Asterisk* hack width & padding to fix IE bug to get border spacing right==*/
* html #navbar {
display: inline-block; width: 1px; padding: 0 2px; }
* html #navbar ul li a {
display: inline-block; margin: 0 -2px; }
/*== Don't know what version this was for BUT does not work here!==*/

Changing our CSS to ul#navbar {...}, with element/selector preceding the id, alleviated this so we could designate <TD id="navbarContainer"> and <UL id="navbar">. Thus, the <LI> links did not spread across the full width of the <table><TD> cell. We also added ul#navbar li {float:left;}.

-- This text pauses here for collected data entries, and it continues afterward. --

//! Error types for the response pipeline.

use thiserror::Error;

/// Compressed format a decode failure was reported for.
#[derive(Debug, Clone, Copy, PartialEq, Eq)]
pub enum Format {
    /// gzip stream (transfer encoding or container).
    Gzip,
    /// zlib or raw deflate stream.
    Deflate,
    /// zip archive.
    Zip,
}

impl Format {
    /// Returns the lowercase label used in messages.
    #[must_use]
    pub fn as_str(self) -> &'static str {
        match self {
            Self::Gzip => "gzip",
            Self::Deflate => "deflate",
            Self::Zip => "zip",
        }
    }
}

impl std::fmt::Display for Format {
    fn fmt(&self, f: &mut std::fmt::Formatter<'_>) -> std::fmt::Result {
        f.write_str(self.as_str())
    }
}

/// Failures raised by pipeline stages.
///
/// Every variant is terminal for the response it was raised on.
#[derive(Debug, Error)]
pub enum PipelineError {
    /// The body claimed a compressed format but was not a valid stream of it.
    #[error("invalid {format} data in {stage}: {source}")]
    Decode {
        /// The stage that attempted the decode.
        stage: &'static str,
        /// The declared format.
        format: Format,
        /// The underlying decoder error.
        #[source]
        source: std::io::Error,
    },

    /// The decoded body is larger than the configured ceiling.
    #[error("response body too large: {actual} bytes (limit {limit})")]
    TooLarge {
        /// Observed body length.
        actual: usize,
        /// Configured ceiling.
        limit: usize,
    },

    /// A zip container held more than one entry.
    #[error("zip archive has {entries} entries, expected exactly one")]
    MultiEntryArchive {
        /// Number of entries found in the archive.
        entries: usize,
    },
}

impl PipelineError {
    /// Creates a decode error.
    pub fn decode(stage: &'static str, format: Format, source: std::io::Error) -> Self {
        Self::Decode {
            stage,
            format,
            source,
        }
    }

    /// Creates a size ceiling error.
    #[must_use]
    pub fn too_large(actual: usize, limit: usize) -> Self {
        Self::TooLarge { actual, limit }
    }

    /// Creates a multi-entry archive error.
    #[must_use]
    pub fn multi_entry_archive(entries: usize) -> Self {
        Self::MultiEntryArchive { entries }
    }

    /// Returns a short machine-readable label for the failure kind.
    #[must_use]
    pub fn kind(&self) -> &'static str {
        match self {
            Self::Decode { .. } => "decode",
            Self::TooLarge { .. } => "too_large",
            Self::MultiEntryArchive { .. } => "multi_entry_archive",
        }
    }
}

td#navbarContainer { margin: auto; text-align: center; padding: 0; border: none; }
ul#navbar {
white-space: nowrap; margin: 0; padding: 0; border: 0; font: .85em/1.5em italic georgia, "times new roman", times, serif;
ul#navbar li {
float: left; display: inline; list-style: none; margin: 0; padding: 0; width: 6em; text-align: center;
ul#navbar li a, ul#navbar li a:link, ul#navbar li a:visited {
display: block; text-decoration: none; color: #000; background-color: #89a; border: 3px outset #fc0;
width: 100%; } /*==problem/Mac==*/
html>body ul#navbar li a {width: auto; } /*==child > selector hack FIX did not work == */
ul#navbar li a:hover, ul#navbar li a:active {
display: block; text-decoration: none; color: #89a; background-color: #fc0; border: 3px inset #f00;

We still have sticky points to solve here with our horizontal <UL><LI> navigation bar, but we're not giving up in defeat (yet).